Task statement:
All the data should come back exactly as it was given.

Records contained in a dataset
use std::sync::Arc;

use tracing::{debug, warn};

use content_model::GENERAL_CATEGORY;

use crate::config::ClassifierConfig;
use crate::error::Result;
use crate::feedback::FeedbackHistory;
use crate::metadata::infer_hints;
use crate::models::{CategorizationResult, ContentAnalysis, Feedback, MetadataHints};
use crate::scoring::{context_score, keyword_score, semantic_score, term_set, tokenize};
use crate::tags::generate_tags;
use crate::taxonomy::Taxonomy;

/// Keyword/heuristic content categorization engine.
///
/// Explicit instance, constructed and owned by the caller; the only state
/// mutated by classification outcomes is the bounded feedback history.
/// `analyze` is infallible: malformed or empty input degrades to a
/// low-confidence "general" result instead of erroring (classification is a
/// ranking aid, not a validator).
pub struct CategorizationEngine {
    taxonomy: Arc<Taxonomy>,
    config: ClassifierConfig,
    feedback: FeedbackHistory,
}

impl CategorizationEngine {
    pub fn new(taxonomy: Arc<Taxonomy>) -> Self {
        let config = ClassifierConfig::default();
        let feedback = FeedbackHistory::new(config.feedback_capacity);
        Self {
            taxonomy,
            config,
            feedback,
        }
    }

    pub fn with_config(taxonomy: Arc<Taxonomy>, config: ClassifierConfig) -> Result<Self> {
        config.validate()?;
        let feedback = FeedbackHistory::new(config.feedback_capacity);
        Ok(Self {
            taxonomy,
            config,
            feedback,
        })
    }

    /// Score the text against every category and assemble the result.
    ///
    /// Four scorers are combined per category: keyword fraction, semantic
    /// pattern fraction, contextual bonuses and the feedback-history
    /// adjustment, weighted by the config and clamped to [0, 1].
    pub fn analyze(&mut self, input: &ContentAnalysis) -> CategorizationResult {
        let haystack = format!(
            "{} {} {}",
            input.title.to_lowercase(),
            input.body.to_lowercase(),
            input.existing_tags.join(" ").to_lowercase()
        );
        let terms = term_set(&haystack);

        let mut scored: Vec<(&str, f32)> = self
            .taxonomy
            .categories()
            .iter()
            .map(|category| {
                let kw = keyword_score(&haystack, &category.keywords);
                let sem = semantic_score(&haystack, self.taxonomy.patterns_for(&category.id));
                let ctx = context_score(
                    category,
                    input.author.as_deref(),
                    input.language.as_deref(),
                    &input.existing_tags,
                );
                let learn = self.feedback.adjustment(
                    &category.id,
                    &terms,
                    self.config.similarity_threshold,
                    self.config.feedback_nudge,
                );

                let combined = (self.config.keyword_weight * kw
                    + self.config.semantic_weight * sem
                    + self.config.context_weight * ctx
                    + self.config.learning_weight * learn)
                    .clamp(0.0, 1.0);

                debug!(
                    category = %category.id,
                    kw, sem, ctx, learn, combined,
                    "Scored category"
                );
                (category.id.as_str(), combined)
            })
            .collect();

        scored.sort_by(|a, b| b.1.partial_cmp(&a.1).unwrap_or(std::cmp::Ordering::Equal));

        let (primary_id, confidence) = match scored.first() {
            Some(&(id, score)) if score > 0.0 => (id.to_string(), score),
            _ => {
                warn!("No category scored above zero, falling back to general");
                (GENERAL_CATEGORY.to_string(), 0.0)
            }
        };

        let suggested: Vec<String> = scored
            .iter()
            .filter(|(id, score)| *id != primary_id && *score > 0.0)
            .take(self.config.suggested_count)
            .map(|(id, _)| id.to_string())
            .collect();

        let primary = self.taxonomy.get_or_general(&primary_id);
        let subcategory = self.pick_subcategory(&terms, &primary_id);
        let tags = generate_tags(&input.title, &input.body, primary, self.config.max_tags);

        let mut metadata = infer_hints(&haystack);
        if let Some(known) = &input.metadata {
            // explicit caller knowledge beats inference
            metadata = MetadataHints {
                difficulty: Some(known.difficulty),
                kind: Some(known.kind),
                audience: Some(known.audience),
            };
        }

        let mut terms: Vec<String> = terms.into_iter().collect();
        terms.sort();

        CategorizationResult {
            primary_category: primary_id,
            subcategory,
            tags,
            confidence,
            suggested,
            metadata,
            terms,
        }
    }

    /// Token overlap between subcategory names and the text; the category's
    /// first subcategory is the default when nothing clears the threshold.
    fn pick_subcategory(
        &self,
        terms: &std::collections::HashSet<String>,
        category_id: &str,
    ) -> Option<String> {
        let subcategories = self.taxonomy.subcategories_of(category_id);

        let mut best: Option<(&String, f32)> = None;
        for name in subcategories {
            let tokens = tokenize(name);
            if tokens.is_empty() {
                continue;
            }
            let matched = tokens.iter().filter(|t| terms.contains(*t)).count();
            let score = matched as f32 / tokens.len() as f32;
            if score > self.config.subcategory_threshold
                && best.map(|(_, s)| score > s).unwrap_or(true)
            {
                best = Some((name, score));
            }
        }

        best.map(|(name, _)| name.clone())
            .or_else(|| subcategories.first().cloned())
    }

    /// Generate tags for an explicit category (unknown ids fall back to
    /// "general")
    pub fn generate_smart_tags(
        &self,
        title: &str,
        body: &str,
        category: &str,
    ) -> Vec<content_model::ContentTag> {
        if !self.taxonomy.contains(category) {
            warn!(category, "Unknown category for tag generation, using general");
        }
        let category = self.taxonomy.get_or_general(category);
        generate_tags(title, body, category, self.config.max_tags)
    }

    /// Sanity gate for a result; advisory, never enforced by the engine
    pub fn validate_categorization(&self, result: &CategorizationResult) -> bool {
        !result.primary_category.is_empty()
            && self.taxonomy.contains(&result.primary_category)
            && result.confidence >= self.config.min_confidence
            && !result.tags.is_empty()
    }

    /// Record a caller verdict on a result into the feedback history
    pub fn improve_categorization(&mut self, result: &CategorizationResult, feedback: Feedback) {
        let terms = result.terms.iter().cloned().collect();
        self.feedback
            .record(&result.primary_category, feedback, terms);
    }

    pub fn feedback_len(&self) -> usize {
        self.feedback.len()
    }

    /// Coarse verdict counters keyed by `"{category}-{feedback}"`
    pub fn feedback_counts(&self) -> &std::collections::HashMap<String, u32> {
        self.feedback.counts()
    }

    pub fn taxonomy(&self) -> &Taxonomy {
        &self.taxonomy
    }
}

Your response:
use std::sync::Arc;

use tracing::{debug, warn};

use content_model::GENERAL_CATEGORY;

use crate::config::ClassifierConfig;
use crate::error::Result;
use crate::feedback::FeedbackHistory;
use crate::metadata::infer_hints;
use crate::models::{CategorizationResult, ContentAnalysis, Feedback, MetadataHints};
use crate::scoring::{context_score, keyword_score, semantic_score, term_set, tokenize};
use crate::tags::generate_tags;
use crate::taxonomy::Taxonomy;

/// Keyword/heuristic content categorization engine.
///
/// Explicit instance, constructed and owned by the caller; the only state
/// mutated by classification outcomes is the bounded feedback history.
/// `analyze` is infallible: malformed or empty input degrades to a
/// low-confidence "general" result instead of erroring (classification is a
/// ranking aid, not a validator).
pub struct CategorizationEngine {
    taxonomy: Arc<Taxonomy>,
    config: ClassifierConfig,
    feedback: FeedbackHistory,
}

impl CategorizationEngine {
    pub fn new(taxonomy: Arc<Taxonomy>) -> Self {
        let config = ClassifierConfig::default();
        let feedback = FeedbackHistory::new(config.feedback_capacity);
        Self {
            taxonomy,
            config,
            feedback,
        }
    }

    pub fn with_config(taxonomy: Arc<Taxonomy>, config: ClassifierConfig) -> Result<Self> {
        config.validate()?;
        let feedback = FeedbackHistory::new(config.feedback_capacity);
        Ok(Self {
            taxonomy,
            config,
            feedback,
        })
    }

    /// Score the text against every category and assemble the result.
    ///
    /// Four scorers are combined per category: keyword fraction, semantic
    /// pattern fraction, contextual bonuses and the feedback-history
    /// adjustment, weighted by the config and clamped to [0, 1].
    pub fn analyze(&mut self, input: &ContentAnalysis) -> CategorizationResult {
        let haystack = format!(
            "{} {} {}",
            input.title.to_lowercase(),
            input.body.to_lowercase(),
            input.existing_tags.join(" ").to_lowercase()
        );
        let terms = term_set(&haystack);

        let mut scored: Vec<(&str, f32)> = self
            .taxonomy
            .categories()
            .iter()
            .map(|category| {
                let kw = keyword_score(&haystack, &category.keywords);
                let sem = semantic_score(&haystack, self.taxonomy.patterns_for(&category.id));
                let ctx = context_score(
                    category,
                    input.author.as_deref(),
                    input.language.as_deref(),
                    &input.existing_tags,
                );
                let learn = self.feedback.adjustment(
                    &category.id,
                    &terms,
                    self.config.similarity_threshold,
                    self.config.feedback_nudge,
                );

                let combined = (self.config.keyword_weight * kw
                    + self.config.semantic_weight * sem
                    + self.config.context_weight * ctx
                    + self.config.learning_weight * learn)
                    .clamp(0.0, 1.0);

                debug!(
                    category = %category.id,
                    kw, sem, ctx, learn, combined,
                    "Scored category"
                );
                (category.id.as_str(), combined)
            })
            .collect();

        scored.sort_by(|a, b| b.1.partial_cmp(&a.1).unwrap_or(std::cmp::Ordering::Equal));

        let (primary_id, confidence) = match scored.first() {
            Some(&(id, score)) if score > 0.0 => (id.to_string(), score),
            _ => {
                warn!("No category scored above zero, falling back to general");
                (GENERAL_CATEGORY.to_string(), 0.0)
            }
        };

        let suggested: Vec<String> = scored
            .iter()
            .filter(|(id, score)| *id != primary_id && *score > 0.0)
            .take(self.config.suggested_count)
            .map(|(id, _)| id.to_string())
            .collect();

        let primary = self.taxonomy.get_or_general(&primary_id);
        let subcategory = self.pick_subcategory(&terms, &primary_id);
        let tags = generate_tags(&input.title, &input.body, primary, self.config.max_tags);

        let mut metadata = infer_hints(&haystack);
        if let Some(known) = &input.metadata {
            // explicit caller knowledge beats inference
            metadata = MetadataHints {
                difficulty: Some(known.difficulty),
                kind: Some(known.kind),
                audience: Some(known.audience),
            };
        }

        let mut terms: Vec<String> = terms.into_iter().collect();
        terms.sort();

        CategorizationResult {
            primary_category: primary_id,
            subcategory,
            tags,
            confidence,
            suggested,
            metadata,
            terms,
        }
    }

    /// Token overlap between subcategory names and the text; the category's
    /// first subcategory is the default when nothing clears the threshold.
    fn pick_subcategory(
        &self,
        terms: &std::collections::HashSet<String>,
        category_id: &str,
    ) -> Option<String> {
        let subcategories = self.taxonomy.subcategories_of(category_id);

        let mut best: Option<(&String, f32)> = None;
        for name in subcategories {
            let tokens = tokenize(name);
            if tokens.is_empty() {
                continue;
            }
            let matched = tokens.iter().filter(|t| terms.contains(*t)).count();
            let score = matched as f32 / tokens.len() as f32;
            if score > self.config.subcategory_threshold
                && best.map(|(_, s)| score > s).unwrap_or(true)
            {
                best = Some((name, score));
            }
        }

        best.map(|(name, _)| name.clone())
            .or_else(|| subcategories.first().cloned())
    }

    /// Generate tags for an explicit category (unknown ids fall back to
    /// "general")
    pub fn generate_smart_tags(
        &self,
        title: &str,
        body: &str,
        category: &str,
    ) -> Vec<content_model::ContentTag> {
        if !self.taxonomy.contains(category) {
            warn!(category, "Unknown category for tag generation, using general");
        }
        let category = self.taxonomy.get_or_general(category);
        generate_tags(title, body, category, self.config.max_tags)
    }

    /// Sanity gate for a result; advisory, never enforced by the engine
    pub fn validate_categorization(&self, result: &CategorizationResult) -> bool {
        !result.primary_category.is_empty()
            && self.taxonomy.contains(&result.primary_category)
            && result.confidence >= self.config.min_confidence
            && !result.tags.is_empty()
    }

    /// Record a caller verdict on a result into the feedback history
    pub fn improve_categorization(&mut self, result: &CategorizationResult, feedback: Feedback) {
        let terms = result.terms.iter().cloned().collect();
        self.feedback
            .record(&result.primary_category, feedback, terms);
    }

    pub fn feedback_len(&self) -> usize {
        self.feedback.len()
    }

    /// Coarse verdict counters keyed by `"{category}-{feedback}"`
    pub fn feedback_counts(&self) -> &std::collections::HashMap<String, u32> {
        self.feedback.counts()
    }

    pub fn taxonomy(&self) -> &Taxonomy {
        &self.taxonomy
    }
}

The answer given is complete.